Nice answers, Reuben!

> Questions: is the notion of "interpretation" I'm informally using formalizable as a functor?

Yes! If you have a category \\(\mathcal{C}\\) with one object and with all morphisms invertible, it's secretly just a group. And if you have a functor \\(F: \mathcal{C} \to \mathbf{Set}\\), it gives a set and an action of your group as permutations of that set.

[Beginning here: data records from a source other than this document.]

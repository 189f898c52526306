//! Time-series extraction for the two layouts ONS publishes: narrow
//! `period,value` CSVs behind a metadata preamble, and wide datasets with a
//! series-code (CDID) header row and one column per series.

use serde::Serialize;
use tracing::debug;

use crate::tabular::Grid;

/// One observation of a metric. Periods are `"2024"` or `"2024 Q3"` shaped
/// labels; within one series all points share the same shape.
#[derive(Debug, Clone, PartialEq, Serialize)]
pub struct SeriesPoint {
    pub period: String,
    pub value: f64,
}

/// Ordered-by-period sequence of points with unique periods. The contract
/// callers rely on: the latest point is the last element.
#[derive(Debug, Clone, Default, PartialEq)]
pub struct Series {
    points: Vec<SeriesPoint>,
}

impl Series {
    pub fn from_points(points: Vec<SeriesPoint>) -> Self {
        Self { points }
    }

    pub fn points(&self) -> &[SeriesPoint] {
        &self.points
    }

    pub fn latest(&self) -> Option<&SeriesPoint> {
        self.points.last()
    }

    pub fn len(&self) -> usize {
        self.points.len()
    }

    pub fn is_empty(&self) -> bool {
        self.points.is_empty()
    }
}

/// Whether a first field marks the start of data rows: a bare year, a
/// year-quarter, a date-like dash, or a `YYYY MMM` month label.
fn looks_like_period(field: &str) -> bool {
    let trimmed = field.trim();
    if trimmed.is_empty() {
        return false;
    }
    if trimmed.chars().all(|c| c.is_ascii_digit()) {
        return true;
    }
    if trimmed.contains(" Q") || trimmed.contains('-') {
        return true;
    }
    let mut parts = trimmed.split_whitespace();
    matches!(parts.next(), Some(year) if year.len() == 4 && year.chars().all(|c| c.is_ascii_digit()))
}

/// Narrow layout: scan rows top-down until one starts with a period label;
/// that row and everything after it are `(period, value)` pairs. Rows whose
/// value fails numeric parse are skipped, not fatal. An empty result is a
/// reportable failure for the caller, not an error here.
pub fn extract_narrow_series(grid: &Grid) -> Series {
    let rows = grid.rows();
    let Some(data_start) = rows.iter().position(|row| {
        row.first()
            .and_then(|cell| cell.label())
            .is_some_and(|label| looks_like_period(&label))
    }) else {
        return Series::default();
    };

    let mut points = Vec::new();
    for row in &rows[data_start..] {
        let Some(period) = row.first().and_then(|cell| cell.label()) else {
            continue;
        };
        let Some(value) = row.get(1).and_then(|cell| cell.as_number()) else {
            continue;
        };
        points.push(SeriesPoint { period, value });
    }
    debug!(points = points.len(), data_start, "narrow series extracted");
    Series::from_points(points)
}

/// Wide layout: the second row is the header carrying series codes; find the
/// requested code's column, then take every later row whose first field is a
/// quarterly period label.
pub fn extract_wide_series(grid: &Grid, series_code: &str) -> Series {
    let rows = grid.rows();
    let Some(header) = rows.get(1) else {
        return Series::default();
    };
    let Some(column) = header.iter().position(|cell| {
        cell.as_text()
            .is_some_and(|text| text.trim().eq_ignore_ascii_case(series_code))
    }) else {
        debug!(series_code, "series code not found in header row");
        return Series::default();
    };

    let mut points = Vec::new();
    for row in &rows[2..] {
        let Some(period) = row.first().and_then(|cell| cell.label()) else {
            continue;
        };
        if !period.contains(" Q") {
            continue;
        }
        let Some(value) = row.get(column).and_then(|cell| cell.as_number()) else {
            continue;
        };
        points.push(SeriesPoint { period, value });
    }
    debug!(points = points.len(), series_code, column, "wide series extracted");
    Series::from_points(points)
}
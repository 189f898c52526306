//! Crime metrics: ONS crime tables, Gov.uk outcomes, CSEW perceptions, and
//! MoJ court/reoffending statistics.

use std::time::Duration;

use crate::extract::ScalarPattern;
use crate::pipeline::{Extraction, LiveSource, MetricSpec, SourceSpec};
use crate::record::{Category, Fallback};
use crate::status::ThresholdPolicy;
use crate::tabular::FormatHint;

pub(super) const THRESHOLDS: &[(&str, ThresholdPolicy)] = &[
    ("recorded_crime_rate", ThresholdPolicy::Descending { green: 80.0, amber: 100.0 }),
    ("charge_rate", ThresholdPolicy::Ascending { green: 10.0, amber: 7.0 }),
    ("perception_of_safety", ThresholdPolicy::Ascending { green: 70.0, amber: 55.0 }),
    ("crown_court_backlog", ThresholdPolicy::Descending { green: 40_000.0, amber: 60_000.0 }),
    ("reoffending_rate", ThresholdPolicy::Descending { green: 25.0, amber: 30.0 }),
];

pub(super) fn specs() -> Vec<MetricSpec> {
    vec![
        MetricSpec {
            key: "recorded_crime_rate",
            name: "Total Recorded Crime",
            category: Category::Crime,
            unit: "",
            source: SourceSpec::Live(LiveSource {
                candidates: &[
                    "https://www.ons.gov.uk/file?uri=/peoplepopulationandcommunity/crimeandjustice/datasets/crimeinenglandandwalesquarterlydatatables/yearendingmarch2024/quarterlydatatablesyemarch2024.xlsx",
                ],
                format: FormatHint::Excel,
                extraction: Extraction::Scalar(ScalarPattern {
                    keyword_sets: &[&["england"], &["total", "crime"]],
                    // Rate per 1,000 population; recent figures sit well inside this band.
                    value_range: (50.0, 150.0),
                    scan_columns: None,
                    sheet_hints: &["P1", "RECORDED CRIME"],
                }),
                derive: None,
                timeout: Duration::from_secs(60),
                min_bytes: 0,
                period_hint: None,
            }),
            data_source: "ONS: Crime in England & Wales",
            source_url: "https://www.ons.gov.uk/peoplepopulationandcommunity/crimeandjustice/datasets/crimeinenglandandwalesquarterlydatatables",
            fallback: Some(Fallback { value: 89.5, time_period: None }),
        },
        MetricSpec {
            key: "charge_rate",
            name: "Charge Rate",
            category: Category::Crime,
            unit: "%",
            source: SourceSpec::Live(LiveSource {
                candidates: &[
                    // Supplementary outcomes metrics (small summary file) first,
                    // then the full open-data tables.
                    "https://assets.publishing.service.gov.uk/media/68f87963b391b93d5aa39a39/prc-supplementary-crime-outcomes-metrics-231025.xlsx",
                    "https://assets.publishing.service.gov.uk/media/68f1ec061c9076042263efb2/prc-outcomes-open-data-mar2025-tables-231025.xlsx",
                ],
                format: FormatHint::Excel,
                extraction: Extraction::Scalar(ScalarPattern {
                    keyword_sets: &[&["charge"], &["detection"], &["outcome"]],
                    value_range: (5.0, 25.0),
                    scan_columns: None,
                    sheet_hints: &[],
                }),
                derive: None,
                timeout: Duration::from_secs(90),
                min_bytes: 0,
                period_hint: None,
            }),
            data_source: "Gov.uk: Crime Outcomes",
            source_url: "https://www.gov.uk/government/statistical-data-sets/police-recorded-crime-and-outcomes-open-data-tables",
            fallback: Some(Fallback { value: 7.2, time_period: None }),
        },
        MetricSpec {
            key: "perception_of_safety",
            name: "Perception of Safety",
            category: Category::Crime,
            unit: "%",
            source: SourceSpec::Live(LiveSource {
                candidates: &[
                    "https://www.ons.gov.uk/file?uri=/peoplepopulationandcommunity/crimeandjustice/datasets/perceptionsothercsewopendatatable/current/perceptionsotherenglandandwales2025q2.zip",
                ],
                format: FormatHint::Zip,
                extraction: Extraction::Scalar(ScalarPattern {
                    keyword_sets: &[&["safe"], &["perception"], &["walking"]],
                    value_range: (40.0, 95.0),
                    scan_columns: None,
                    sheet_hints: &[],
                }),
                derive: None,
                timeout: Duration::from_secs(90),
                min_bytes: 0,
                period_hint: Some("2025 Q2"),
            }),
            data_source: "ONS: Crime Survey (CSEW)",
            source_url: "https://www.ons.gov.uk/peoplepopulationandcommunity/crimeandjustice/datasets/perceptionsothercsewopendatatable",
            fallback: None,
        },
        MetricSpec {
            key: "crown_court_backlog",
            name: "Crown Court Backlog",
            category: Category::Crime,
            unit: "",
            source: SourceSpec::Live(LiveSource {
                candidates: &[
                    "https://assets.publishing.service.gov.uk/media/68f1a1b12f0fc56403a3cfd9/criminal-court-statistics-quarterly-october-to-december-2024.ods",
                ],
                format: FormatHint::Ods,
                extraction: Extraction::Scalar(ScalarPattern {
                    keyword_sets: &[
                        &["crown", "backlog"],
                        &["crown", "caseload"],
                        &["crown", "open"],
                    ],
                    value_range: (30_000.0, 100_000.0),
                    scan_columns: None,
                    sheet_hints: &[],
                }),
                derive: None,
                timeout: Duration::from_secs(60),
                min_bytes: 1000,
                period_hint: Some("Oct-Dec 2024"),
            }),
            data_source: "MoJ: Criminal Court Stats",
            source_url: "https://www.gov.uk/government/collections/criminal-court-statistics",
            fallback: Some(Fallback { value: 74_651.0, time_period: Some("Dec 2024") }),
        },
        MetricSpec {
            key: "reoffending_rate",
            name: "Reoffending Rate",
            category: Category::Crime,
            unit: "%",
            // The bulletin is PDF-only; the published headline is the source.
            source: SourceSpec::Published { value: 28.3, time_period: Some("Oct-Dec 2023") },
            data_source: "MoJ: Proven Reoffending",
            source_url: "https://www.gov.uk/government/collections/proven-reoffending-statistics",
            fallback: None,
        },
    ]
}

For example, your set could be the 4 corners of the square, or the set of all points in the square. Your category \\(\mathcal{C}\\) could be the one in Puzzle 107. The functor \\(F : \mathcal{C} \to \mathbf{Set}\\) sends the one object \\(z\\) in \\(\mathcal{C}\\) to your set. It sends the four morphism \\(1_z, s, s^2, s^3\\) in this category to the four rotations of your set!

More generally, for any \\(\mathcal{C}\\) , a functor \\(F: \mathcal{C} \to \mathbf{Set}\\) gives you a bunch of sets (one for each object in your category) and functions (one for each morphism) obeying the same relations as the morphisms in your category. So, it gives a "concrete picture" of the abstract category \\(\mathcal{C}\\).

I think this all I will say now, but there's a lot more to say here.